Ok i have to turn to some of you technical fellows with a question that i am just not sure how to do and i want to learn it all. I just got me a nerve center to control my pneumatic zombie.Now i know how to program the controller, thats not the problem. I don't know how to hook it up correctly. I have 2 5 port 4 way solenoids that run off 110 and are wired to extension cord.I will also have a small mini spot to shine on the zombies face. The nerve center is powered by 12 volts.So i need to know what i need to allow the nerve center to receive the 12 volts and turn it into the 110 i need for the solenoids to work and for the light.I would need it broken down simply with maybe a schematic of exactly how the wire is to be split and how it all hooks up.If there is anyone who has one of these or knows what to do and is willing to help me out, it would be greatly appreciated.


----------



## RacerX45 (Apr 13, 2008)

You'll need to use some relays to control the valves since they are 110 volts. DarkLore put together a great tutorial on using a prop controller that should help you. I know it helped me to understand how to hook everything up. He did schematics and everything. Very useful.

http://www.hauntforum.com/showthread.php?t=19719

Randy


----------



## RacerX45 (Apr 13, 2008)

Here are a couple of more good sources of information on the nerve center. The guys at Garage of Evil and Chris from Hauntcast put together some videos on the use of the nerve center on YouTube. Good stuff.











Randy


----------



## kprimm (Mar 14, 2009)

Thank you for the reply racer.


----------



## RacerX45 (Apr 13, 2008)

No problem. I'm finally getting into pneumatics myself and have spent a ton of time finding helpful information. If you are looking for a DVD that covers pneumatics in depth, I'm told the Scary Guys DVD is one of the best. They are out of stock right now but I've been talking to one of the owners and they should have DVD's ready to go by mid-May. I've already got one on order. Here's a link to their site if you are interested.

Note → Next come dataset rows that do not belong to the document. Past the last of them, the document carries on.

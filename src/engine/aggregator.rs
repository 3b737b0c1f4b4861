//! Outcome aggregator
//!
//! Reduces the match series to next-bar statistics. Only match positions
//! that have a successor bar take part (the relevant set R); a match on the
//! last bar has no outcome yet.

use serde::Serialize;

use super::helpers::{forward_returns, fraction, safe_mean};
use super::matcher::match_positions;
use crate::{AnalysisError, Direction, Result, Target};

/// Next-bar statistics over the relevant match positions
#[derive(Debug, Clone, Copy, PartialEq, Serialize)]
pub struct AggregateStats {
    /// Share of cases whose next bar went in the target direction
    pub probability: f64,
    pub hit_count: usize,
    pub case_count: usize,
    pub bullish_next_prob: f64,
    pub bearish_next_prob: f64,
    pub neutral_next_prob: f64,
    /// Mean close-to-close change into the next bar, in percent
    pub avg_forward_return_pct: f64,
}

impl AggregateStats {
    pub const EMPTY: AggregateStats = AggregateStats {
        probability: 0.0,
        hit_count: 0,
        case_count: 0,
        bullish_next_prob: 0.0,
        bearish_next_prob: 0.0,
        neutral_next_prob: 0.0,
        avg_forward_return_pct: 0.0,
    };
}

/// Why a request produced no cases
#[derive(Debug, Clone, Copy, PartialEq, Eq, Serialize)]
pub enum NoMatchReason {
    /// The pattern does not occur in the series
    PatternNotFound,
    /// The pattern only occurs at the last bar
    NoSuccessorBar,
}

/// Either statistics over at least one case, or a tagged empty result
#[derive(Debug, Clone, Copy, PartialEq, Serialize)]
pub enum Outcome {
    Found(AggregateStats),
    NoMatches(NoMatchReason),
}

impl Outcome {
    /// Statistics, all zero for an empty result
    #[inline]
    pub fn stats(&self) -> AggregateStats {
        match self {
            Outcome::Found(stats) => *stats,
            Outcome::NoMatches(_) => AggregateStats::EMPTY,
        }
    }

    #[inline]
    pub fn is_empty(&self) -> bool {
        matches!(self, Outcome::NoMatches(_))
    }
}

/// Aggregator output, including what the report needs for charting
#[derive(Debug, Clone, PartialEq)]
pub struct Aggregation {
    pub outcome: Outcome,
    /// Number of true entries in the match series
    pub match_count: usize,
    /// Positions of R, ascending
    pub relevant: Vec<usize>,
    /// Forward return at each position of `relevant`
    pub forward_returns: Vec<f64>,
}

/// Aggregate next-bar outcomes over all match positions.
///
/// `directions`, `matches` and `closes` must be index-aligned.
pub fn aggregate(
    directions: &[Direction],
    matches: &[bool],
    target: Target,
    closes: &[f64],
) -> Result<Aggregation> {
    let n = directions.len();
    check_len("match series", n, matches.len())?;
    check_len("close series", n, closes.len())?;

    let match_count = match_positions(matches).count();
    let relevant: Vec<usize> = match_positions(matches).filter(|&i| i + 1 < n).collect();

    let returns = forward_returns(closes);
    let restricted: Vec<f64> = relevant
        .iter()
        .map(|&i| returns[i].unwrap_or(f64::NAN))
        .collect();

    if relevant.is_empty() {
        let reason = if match_count == 0 {
            NoMatchReason::PatternNotFound
        } else {
            NoMatchReason::NoSuccessorBar
        };
        return Ok(Aggregation {
            outcome: Outcome::NoMatches(reason),
            match_count,
            relevant,
            forward_returns: restricted,
        });
    }

    let next = |i: usize| directions[i + 1];
    let wanted = target.direction();

    let hit_count = relevant.iter().filter(|&&i| next(i) == wanted).count();
    let stats = AggregateStats {
        probability: fraction(relevant.iter().map(|&i| next(i) == wanted)),
        hit_count,
        case_count: relevant.len(),
        bullish_next_prob: fraction(relevant.iter().map(|&i| next(i).is_bullish())),
        bearish_next_prob: fraction(relevant.iter().map(|&i| next(i).is_bearish())),
        neutral_next_prob: fraction(relevant.iter().map(|&i| next(i).is_neutral())),
        avg_forward_return_pct: safe_mean(restricted.iter().copied()),
    };

    Ok(Aggregation {
        outcome: Outcome::Found(stats),
        match_count,
        relevant,
        forward_returns: restricted,
    })
}

pub(super) fn check_len(series: &'static str, expected: usize, got: usize) -> Result<()> {
    if expected != got {
        return Err(AnalysisError::LengthMismatch {
            series,
            expected,
            got,
        });
    }
    Ok(())
}

#[cfg(test)]
mod tests {
    use super::*;
    use Direction::{Bearish, Bullish, Neutral};

    #[test]
    fn test_probability_and_counts() {
        let dirs = [Bullish, Bullish, Bearish, Bullish, Bullish, Neutral, Bullish];
        let matches = [false, true, true, false, true, true, false];
        let closes = [10.0, 11.0, 10.0, 11.0, 12.0, 12.0, 13.0];

        let agg = aggregate(&dirs, &matches, Target::Bullish, &closes).unwrap();
        let stats = agg.outcome.stats();

        // next bars: 1→Bearish, 2→Bullish, 4→Neutral, 5→Bullish
        assert_eq!(agg.relevant, vec![1, 2, 4, 5]);
        assert_eq!(stats.case_count, 4);
        assert_eq!(stats.hit_count, 2);
        assert_eq!(stats.probability, 0.5);
        assert_eq!(stats.bullish_next_prob, 0.5);
        assert_eq!(stats.bearish_next_prob, 0.25);
        assert_eq!(stats.neutral_next_prob, 0.25);
    }

    #[test]
    fn test_average_forward_return() {
        let dirs = [Bullish, Bullish, Bullish];
        let matches = [true, true, false];
        let closes = [100.0, 110.0, 99.0];

        let agg = aggregate(&dirs, &matches, Target::Bearish, &closes).unwrap();
        assert_eq!(agg.forward_returns.len(), 2);
        assert!((agg.forward_returns[0] - 10.0).abs() < 1e-9);
        assert!((agg.forward_returns[1] + 10.0).abs() < 1e-9);
        assert!(agg.outcome.stats().avg_forward_return_pct.abs() < 1e-9);
    }

    #[test]
    fn test_no_match_at_all() {
        let agg = aggregate(&[Bullish, Bearish], &[false, false], Target::Bullish, &[1.0, 2.0])
            .unwrap();
        assert_eq!(agg.outcome, Outcome::NoMatches(NoMatchReason::PatternNotFound));
        assert_eq!(agg.outcome.stats(), AggregateStats::EMPTY);
    }

    #[test]
    fn test_match_on_last_bar_only() {
        let agg = aggregate(&[Bullish, Bullish], &[false, true], Target::Bullish, &[1.0, 2.0])
            .unwrap();
        assert_eq!(agg.match_count, 1);
        assert!(agg.relevant.is_empty());
        assert_eq!(agg.outcome, Outcome::NoMatches(NoMatchReason::NoSuccessorBar));
        let stats = agg.outcome.stats();
        assert_eq!(stats.probability, 0.0);
        assert_eq!(stats.hit_count, 0);
        assert_eq!(stats.case_count, 0);
    }

    #[test]
    fn test_zero_close_coerced_to_zero() {
        let dirs = [Bullish, Bullish, Bullish];
        let matches = [false, true, false];
        let closes = [1.0, 0.0, 5.0];
        let agg = aggregate(&dirs, &matches, Target::Bullish, &closes).unwrap();
        assert!(agg.forward_returns[0].is_infinite());
        assert_eq!(agg.outcome.stats().avg_forward_return_pct, 0.0);
        assert_eq!(agg.outcome.stats().probability, 1.0);
    }

    #[test]
    fn test_length_mismatch() {
        let err = aggregate(&[Bullish, Bullish], &[false], Target::Bullish, &[1.0, 2.0])
            .unwrap_err();
        assert!(matches!(
            err,
            AnalysisError::LengthMismatch {
                series: "match series",
                expected: 2,
                got: 1
            }
        ));

        let err = aggregate(&[Bullish], &[false], Target::Bullish, &[]).unwrap_err();
        assert!(matches!(err, AnalysisError::LengthMismatch { series: "close series", .. }));
    }
}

http://www.scaryguys.com/dvdpneumatics.html

Randy


----------



## kprimm (Mar 14, 2009)

Yes i have the dvd and it is great. I totally understand the pneumatic part of all this and have quite a few props already. I have always used hauntmaster products controllers so far and they are all set to 110 so you just plug in and go. There is so much you can do with the nerve center but it is set up totally different and i have to learn how this all works with the relays and how they all wire up correctly. Once i learn this it will be another trick in my ever growing bag of halloween skills. I thought what better place to go to ask for help and learn my skills then right here on this forum.


----------



## craigsrobotics (Oct 12, 2009)

*From the looks*

of the rear of the prop controller, you should be able to switch the solenoid valves from the 2 channel outputs of the controller...i.e. wire the HOT from the 110v outlet to the Common (C) of the controller output, then the Normally OPEN (NO) connection would go to one side of the valve, leaving the other side of the valve wired to the neutral of the 110V. The relays inside the controller should handle up to 12 A, at 250V AC. There are two channels, thus you've already got your two relays (internal to the unit). I don't see anywhere in the specs of the unit where the 12v DC input used to power the unit contributes to the "output" of either channel,other than powering the internal relays?

The instructions are here http://monsterguts.com/manuals/NC_how_to.htm


----------



## wierdude21 (Sep 19, 2012)

*Programming The Monster Guts*

For out Haunted House we built a crashing elevator using the Monster Guts.. Everything is pluged in properly, and when you press the trigger everything works but only for the first time, after that you can press the trigger several times and it will not do anything. What am I doing wrong??


----------